The 141st trained in Port Arthur until the following spring. Joseph became ill with pneumonia in December and he spent two weeks recovering. He was with the 141st when they embarked from Halifax on 28 April 1917 on the SS Olympic. They arrived in Liverpool on 7 May and Joseph was transferred to the 18th Reserve Battalion the same day. At the end of August he was admitted to Moore Barracks Hospital with an abscess on his ankle and he spent most of September being treated there. On 1 February 1918 he was drafted to his original unit, the 52nd Battalion, and he joined them in the field in early March. At the end of April he was transferred to the 3rd Battalion, Canadian Machine Gun Corps. In July he was back on strength with the 52nd Battalion but it was early September before he rejoined them in the field.
The final period of the war had started with the Battle of Amiens in August and the Canadians were heavily involved in the operations in those last three months. When the Armistice ended hostilities in November the 52nd Battalion was in Belgium and they stayed there for three more months. They returned to France on 5 February 1919 and embarked for England five days later. The men proceeded to Bramshott Camp and most of them were immediately given leave. Joseph turned 19 years old in March and his pre-discharge medical exam shows he had grown 4′ and gained 40 lb. since enlisting. His unit sailed for Canada on 17 March on the SS Olympic and there was a huge homecoming celebration when they reached Port Arthur. Joseph was discharged there on demobilization at the end of March. The Kenora and Keewatin veterans were honoured at another large reception in Kenora on 1 April. In August Keewatin held its own commemoration ceremony, when medals were awarded to returned veterans and the families of fallen soldiers.
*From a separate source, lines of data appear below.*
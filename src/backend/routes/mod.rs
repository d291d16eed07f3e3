//! Route Configuration Module
//!
//! This module configures all HTTP routes for the backend server.
//!
//! # Module Structure
//!
//! ```text
//! routes/
//! ├── mod.rs          - Module exports and documentation
//! ├── router.rs       - Router assembly and middleware chain
//! └── api_routes.rs   - API endpoints
//! ```
//!
//! # Routes
//!
//! - `GET /actuator/health` - Health check
//! - `POST /api/auth/refresh` - Token refresh with rotation
//! - `POST /api/auth/revoke` - Token revocation
//! - `GET /api/users/me` - Current user (protected)
//!
//! Every request passes through the authentication middleware, which
//! attaches the caller's identity when a valid bearer token is present.

/// Main router creation
pub mod router;

/// API endpoint handlers
pub mod api_routes;

pub use router::create_router;
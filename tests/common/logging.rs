//! Log capture for asserting on emitted events
//!
//! Installs a thread-local subscriber that records every event's level and
//! message. Use with current-thread tokio tests.

use std::fmt;
use std::sync::{Arc, Mutex};

use tracing::field::{Field, Visit};
use tracing::subscriber::DefaultGuard;
use tracing::{Event, Level, Subscriber};
use tracing_subscriber::layer::{Context, SubscriberExt};
use tracing_subscriber::{Layer, Registry};

#[derive(Debug, Clone)]
pub struct LogRecord {
    pub level: Level,
    pub message: String,
}

#[derive(Clone, Default)]
pub struct LogCapture {
    records: Arc<Mutex<Vec<LogRecord>>>,
}

impl LogCapture {
    /// Capture events on the current thread until the guard is dropped
    pub fn install() -> (Self, DefaultGuard) {
        let capture = Self::default();
        let guard = tracing::subscriber::set_default(Registry::default().with(capture.clone()));
        (capture, guard)
    }

    pub fn records(&self) -> Vec<LogRecord> {
        self.records.lock().unwrap().clone()
    }

    /// Messages logged at exactly `level`
    pub fn messages(&self, level: Level) -> Vec<String> {
        self.records()
            .into_iter()
            .filter(|record| record.level == level)
            .map(|record| record.message)
            .collect()
    }

    pub fn count(&self, level: Level) -> usize {
        self.messages(level).len()
    }

    pub fn contains(&self, level: Level, needle: &str) -> bool {
        self.messages(level).iter().any(|message| message.contains(needle))
    }
}

struct MessageVisitor<'a>(&'a mut String);

impl Visit for MessageVisitor<'_> {
    fn record_debug(&mut self, field: &Field, value: &dyn fmt::Debug) {
        if field.name() == "message" {
            *self.0 = format!("{value:?}");
        }
    }
}

impl<S: Subscriber> Layer<S> for LogCapture {
    fn on_event(&self, event: &Event<'_>, _ctx: Context<'_, S>) {
        let mut message = String::new();
        event.record(&mut MessageVisitor(&mut message));
        self.records.lock().unwrap().push(LogRecord {
            level: *event.metadata().level(),
            message,
        });
    }
}
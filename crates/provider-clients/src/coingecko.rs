//! CoinGecko market-chart adapter. The free tier allows roughly 50 calls a
//! minute; the limiter stays under that.

use async_trait::async_trait;
use chrono::{TimeZone, Utc};
use reqwest::Client;
use serde::Deserialize;
use std::time::Duration;

use signal_core::{ProviderError, RawSeries, SeriesPoint, SeriesProvider};

use crate::{check_status, map_transport_error, rate_limit::RateLimiter};

const BASE_URL: &str = "https://api.coingecko.com/api/v3";

pub struct CoinGeckoClient {
    client: Client,
    rate_limiter: RateLimiter,
    days: u32,
}

#[derive(Debug, Deserialize)]
struct MarketChartResponse {
    /// `[timestamp_ms, price]` pairs
    prices: Vec<(f64, f64)>,
}

impl CoinGeckoClient {
    pub fn new(timeout_secs: u64) -> Self {
        let client = Client::builder()
            .timeout(Duration::from_secs(timeout_secs))
            .build()
            .unwrap_or_else(|_| Client::new());

        Self {
            client,
            rate_limiter: RateLimiter::new(45, Duration::from_secs(60)),
            days: 365,
        }
    }

    pub fn with_days(mut self, days: u32) -> Self {
        self.days = days;
        self
    }
}

fn points_from_prices(prices: Vec<(f64, f64)>) -> Result<Vec<SeriesPoint>, ProviderError> {
    let mut points = Vec::with_capacity(prices.len());
    for (ts_ms, price) in prices {
        let timestamp = Utc
            .timestamp_millis_opt(ts_ms as i64)
            .single()
            .ok_or_else(|| {
                ProviderError::MalformedResponse(format!("bad timestamp {ts_ms}"))
            })?;
        points.push(SeriesPoint {
            timestamp,
            value: price,
        });
    }
    if points.is_empty() {
        return Err(ProviderError::MalformedResponse(
            "empty price series".to_string(),
        ));
    }
    Ok(points)
}

#[async_trait]
impl SeriesProvider for CoinGeckoClient {
    /// `series_id` is a CoinGecko coin id ("bitcoin", "ethereum")
    async fn fetch(&self, series_id: &str) -> Result<RawSeries, ProviderError> {
        self.rate_limiter.acquire().await;

        let url = format!("{}/coins/{}/market_chart", BASE_URL, series_id);
        let response = self
            .client
            .get(&url)
            .query(&[
                ("vs_currency", "usd"),
                ("days", &self.days.to_string()),
                ("interval", "daily"),
            ])
            .send()
            .await
            .map_err(map_transport_error)?;
        check_status(&response, series_id)?;

        let chart: MarketChartResponse = response
            .json()
            .await
            .map_err(|e| ProviderError::MalformedResponse(e.to_string()))?;

        let points = points_from_prices(chart.prices)?;
        let observed_at = points.last().map(|p| p.timestamp).unwrap_or_else(Utc::now);
        tracing::debug!("CoinGecko {}: {} price points", series_id, points.len());
        Ok(RawSeries::new(points, observed_at))
    }

    fn name(&self) -> &str {
        "coingecko"
    }
}

#[cfg(test)]
mod tests {
    use super::*;

    #[test]
    fn test_points_from_prices() {
        let prices = vec![(1_700_000_000_000.0, 36000.5), (1_700_086_400_000.0, 36500.0)];
        let points = points_from_prices(prices).unwrap();

        assert_eq!(points.len(), 2);
        assert_eq!(points[1].value, 36500.0);
        assert!(points[0].timestamp < points[1].timestamp);
    }

    #[test]
    fn test_empty_series_is_malformed() {
        assert!(matches!(
            points_from_prices(Vec::new()),
            Err(ProviderError::MalformedResponse(_))
        ));
    }
}
//! Maps metric samples to traffic-light statuses using per-metric
//! three-zone threshold rules with explicit polarity.

use signal_core::{
    ClassifiedMetric, DataHealth, Direction, MetricSample, ThresholdBasis, ThresholdRule,
    TrafficLight,
};

/// Classify a sample against its rule. An unavailable sample (or one with
/// no value on the rule's basis) gets `status = None`: excluded, never
/// defaulted to a color.
pub fn classify(sample: MetricSample, rule: ThresholdRule) -> ClassifiedMetric {
    let status = status_for(&sample, &rule);
    ClassifiedMetric {
        sample,
        status,
        rule,
    }
}

fn status_for(sample: &MetricSample, rule: &ThresholdRule) -> Option<TrafficLight> {
    if sample.data_health == DataHealth::Unavailable {
        return None;
    }

    let reading = match rule.basis {
        ThresholdBasis::Percentile => sample.percentile_rank?,
        ThresholdBasis::Absolute => sample.value?,
    };

    Some(apply_rule(reading, rule))
}

/// Place a reading into its three-zone color. Also applied to aggregate
/// percentiles by the composite scorer.
pub fn apply_rule(reading: f64, rule: &ThresholdRule) -> TrafficLight {
    match rule.direction {
        Direction::HighIsBad => {
            if reading >= rule.danger_cut {
                TrafficLight::Red
            } else if reading >= rule.caution_cut {
                TrafficLight::Yellow
            } else {
                TrafficLight::Green
            }
        }
        Direction::HighIsGood => {
            if reading <= rule.danger_cut {
                TrafficLight::Red
            } else if reading <= rule.caution_cut {
                TrafficLight::Yellow
            } else {
                TrafficLight::Green
            }
        }
    }
}

#[cfg(test)]
mod tests {
    use super::*;
    use signal_core::TrendDirection;

    fn sample(value: f64, percentile: f64, health: DataHealth) -> MetricSample {
        MetricSample {
            metric_id: "cape".to_string(),
            name: "Shiller CAPE".to_string(),
            unit: "ratio".to_string(),
            value: Some(value),
            percentile_rank: Some(percentile),
            trend: Some(TrendDirection::Flat),
            source_as_of: None,
            data_health: health,
        }
    }

    fn percentile_rule(caution: f64, danger: f64, direction: Direction) -> ThresholdRule {
        ThresholdRule {
            basis: ThresholdBasis::Percentile,
            direction,
            caution_cut: caution,
            danger_cut: danger,
        }
    }

    #[test]
    fn test_high_is_bad_zones() {
        let rule = percentile_rule(50.0, 90.0, Direction::HighIsBad);

        let green = classify(sample(20.0, 30.0, DataHealth::Fresh), rule);
        let yellow = classify(sample(25.0, 60.0, DataHealth::Fresh), rule);
        let red = classify(sample(38.0, 95.0, DataHealth::Fresh), rule);

        assert_eq!(green.status, Some(TrafficLight::Green));
        assert_eq!(yellow.status, Some(TrafficLight::Yellow));
        assert_eq!(red.status, Some(TrafficLight::Red));
    }

    #[test]
    fn test_high_is_good_mirrors_the_zones() {
        // Cuts oriented downward: at or below 10 is danger, at or below 40
        // is caution
        let rule = percentile_rule(40.0, 10.0, Direction::HighIsGood);

        assert_eq!(
            classify(sample(0.0, 5.0, DataHealth::Fresh), rule).status,
            Some(TrafficLight::Red)
        );
        assert_eq!(
            classify(sample(0.0, 30.0, DataHealth::Fresh), rule).status,
            Some(TrafficLight::Yellow)
        );
        assert_eq!(
            classify(sample(0.0, 80.0, DataHealth::Fresh), rule).status,
            Some(TrafficLight::Green)
        );
    }

    #[test]
    fn test_absolute_basis_reads_the_raw_value() {
        let rule = ThresholdRule {
            basis: ThresholdBasis::Absolute,
            direction: Direction::HighIsBad,
            caution_cut: 20.0,
            danger_cut: 30.0,
        };

        assert_eq!(
            classify(sample(18.0, 99.0, DataHealth::Fresh), rule).status,
            Some(TrafficLight::Green)
        );
        assert_eq!(
            classify(sample(31.0, 1.0, DataHealth::Fresh), rule).status,
            Some(TrafficLight::Red)
        );
    }

    #[test]
    fn test_cut_boundaries_belong_to_the_worse_zone() {
        let rule = percentile_rule(50.0, 90.0, Direction::HighIsBad);

        assert_eq!(
            classify(sample(0.0, 50.0, DataHealth::Fresh), rule).status,
            Some(TrafficLight::Yellow)
        );
        assert_eq!(
            classify(sample(0.0, 90.0, DataHealth::Fresh), rule).status,
            Some(TrafficLight::Red)
        );
    }

    #[test]
    fn test_unavailable_never_renders_as_a_color() {
        let rule = percentile_rule(50.0, 90.0, Direction::HighIsBad);

        let mut missing = sample(0.0, 0.0, DataHealth::Unavailable);
        missing.value = None;
        missing.percentile_rank = None;

        assert_eq!(classify(missing, rule).status, None);

        // Even a sample that somehow carries numbers is excluded once its
        // health says unavailable
        let poisoned = sample(20.0, 30.0, DataHealth::Unavailable);
        assert_eq!(classify(poisoned, rule).status, None);
    }

    #[test]
    fn test_missing_percentile_is_excluded_not_zeroed() {
        let rule = percentile_rule(50.0, 90.0, Direction::HighIsBad);
        let mut no_rank = sample(22.0, 0.0, DataHealth::Fresh);
        no_rank.percentile_rank = None;

        assert_eq!(classify(no_rank, rule).status, None);
    }

    #[test]
    fn test_stale_sample_still_classifies() {
        let rule = percentile_rule(50.0, 90.0, Direction::HighIsBad);
        let classified = classify(sample(38.0, 95.0, DataHealth::Stale), rule);

        assert_eq!(classified.status, Some(TrafficLight::Red));
        assert_eq!(classified.sample.data_health, DataHealth::Stale);
    }
}
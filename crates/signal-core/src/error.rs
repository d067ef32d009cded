use thiserror::Error;

/// Programmer errors: fatal, surfaced immediately rather than degraded.
/// Provider failures never reach this type; they are converted to health
/// states at the cache boundary.
#[derive(Error, Debug)]
pub enum SignalError {
    #[error("Unknown metric key: {0}")]
    UnknownMetric(String),

    #[error("Unknown provider: {0}")]
    UnknownProvider(String),

    #[error("Invalid configuration: {0}")]
    InvalidConfig(String),

    #[error("Insufficient data: {0}")]
    InsufficientData(String),

    #[error("Calculation error: {0}")]
    CalculationError(String),
}

/// Failure kinds a provider adapter can report. All of them are treated
/// uniformly as "fetch failed" for cache purposes; the kind is logged for
/// observability.
#[derive(Error, Debug, Clone, PartialEq, Eq)]
pub enum ProviderError {
    #[error("Rate limited")]
    RateLimited,

    #[error("Request timed out")]
    Timeout,

    #[error("Series not found: {0}")]
    NotFound(String),

    #[error("Malformed response: {0}")]
    MalformedResponse(String),
}
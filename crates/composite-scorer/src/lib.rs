//! Aggregates one lens's classified metrics into an equal-weighted
//! composite percentile, an aggregate traffic light, and (together with the
//! other lens) an action recommendation.

use signal_core::{Action, ActionMatrix, ClassifiedMetric, CompositeScore, Lens, ThresholdRule};
use threshold_classifier::apply_rule;

/// Score one lens. Metrics with `status = None` or no percentile are
/// excluded from the aggregate; when every metric is excluded the composite
/// is itself unavailable, never a synthetic 0 or 100.
pub fn score(lens: Lens, metrics: Vec<ClassifiedMetric>, rule: &ThresholdRule) -> CompositeScore {
    let included: Vec<f64> = metrics
        .iter()
        .filter(|m| m.status.is_some())
        .filter_map(|m| m.sample.percentile_rank)
        .collect();

    let percentile = if included.is_empty() {
        None
    } else {
        // Equal weighting: no metric is privileged regardless of category
        Some(included.iter().sum::<f64>() / included.len() as f64)
    };

    CompositeScore {
        lens,
        percentile,
        status: percentile.map(|p| apply_rule(p, rule)),
        included: included.len(),
        metrics,
    }
}

/// Resolve the action recommendation for a (valuation, trend) composite
/// pair through the configured matrix. Total: unavailable composites route
/// to the matrix's fallback action.
pub fn recommend_action(
    valuation: &CompositeScore,
    trend: &CompositeScore,
    matrix: &ActionMatrix,
) -> Action {
    matrix.action_for(valuation.status, trend.status)
}
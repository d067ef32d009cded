//! Deterministic synthetic series for keyless/offline operation. Shapes
//! follow the real indicators loosely (level + drift + cycle); the same
//! series id always produces the same data.

use std::collections::hash_map::DefaultHasher;
use std::hash::{Hash, Hasher};

use async_trait::async_trait;
use chrono::{Duration, Utc};

use signal_core::{ProviderError, RawSeries, SeriesPoint, SeriesProvider};

pub struct DemoProvider {
    points_per_series: usize,
}

impl DemoProvider {
    pub fn new() -> Self {
        Self {
            points_per_series: 365,
        }
    }

    pub fn with_length(mut self, points: usize) -> Self {
        self.points_per_series = points;
        self
    }
}

impl Default for DemoProvider {
    fn default() -> Self {
        Self::new()
    }
}

fn seed_for(series_id: &str) -> u64 {
    let mut hasher = DefaultHasher::new();
    series_id.hash(&mut hasher);
    hasher.finish()
}

/// Bounded pseudo-noise in [-1, 1] derived from (seed, index)
fn noise(seed: u64, index: usize) -> f64 {
    let mut hasher = DefaultHasher::new();
    (seed, index).hash(&mut hasher);
    let bits = hasher.finish();
    (bits % 10_000) as f64 / 5_000.0 - 1.0
}

pub fn synthetic_series(series_id: &str, len: usize) -> Vec<SeriesPoint> {
    let seed = seed_for(series_id);
    let base = 50.0 + (seed % 200) as f64;
    let drift = ((seed >> 8) % 100) as f64 / 2_000.0; // up to 5% per 1000 steps
    let cycle_len = 60.0 + ((seed >> 16) % 120) as f64;

    let now = Utc::now();
    (0..len)
        .map(|i| {
            let t = i as f64;
            let cycle = (t / cycle_len * std::f64::consts::TAU).sin() * base * 0.08;
            let value = base * (1.0 + drift * t / 100.0) + cycle + noise(seed, i) * base * 0.02;
            SeriesPoint {
                timestamp: now - Duration::days((len - i) as i64),
                value,
            }
        })
        .collect()
}

#[async_trait]
impl SeriesProvider for DemoProvider {
    async fn fetch(&self, series_id: &str) -> Result<RawSeries, ProviderError> {
        let points = synthetic_series(series_id, self.points_per_series);
        let observed_at = points.last().map(|p| p.timestamp).unwrap_or_else(Utc::now);
        Ok(RawSeries::new(points, observed_at))
    }

    fn name(&self) -> &str {
        "demo"
    }
}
In the 1920s Joseph may have spent some time in Pangman, Saskatchewan, where his father was living. His two uncles in Keewatin, James and Archibald Matchett, both died in 1930 and his father passed away in Pangman in 1932. By 1934 Joseph had moved to the town of Burton in British Columbia. He was married in the nearby community of Nakusp on 8 June 1937. His wife, 21-year-old Edith Phyllis Walker, was born in Calgary and living in Burton at the time. Joseph worked in the logging and lumber industry, retiring in 1947. He passed away in Shaughnessy Veterans Hospital in Vancouver on 26 April 1957, at age 57. He is buried in Burton Old Cemetery, which now lies under the waters of the Arrow Lakes. The cemetery is commemorated by a cairn placed beside the highway near the village of Burton.
Joseph is commemorated on the Town of Keewatin Roll of Honour and the Municipality of Keewatin 1914-18 For King and Country memorial plaque.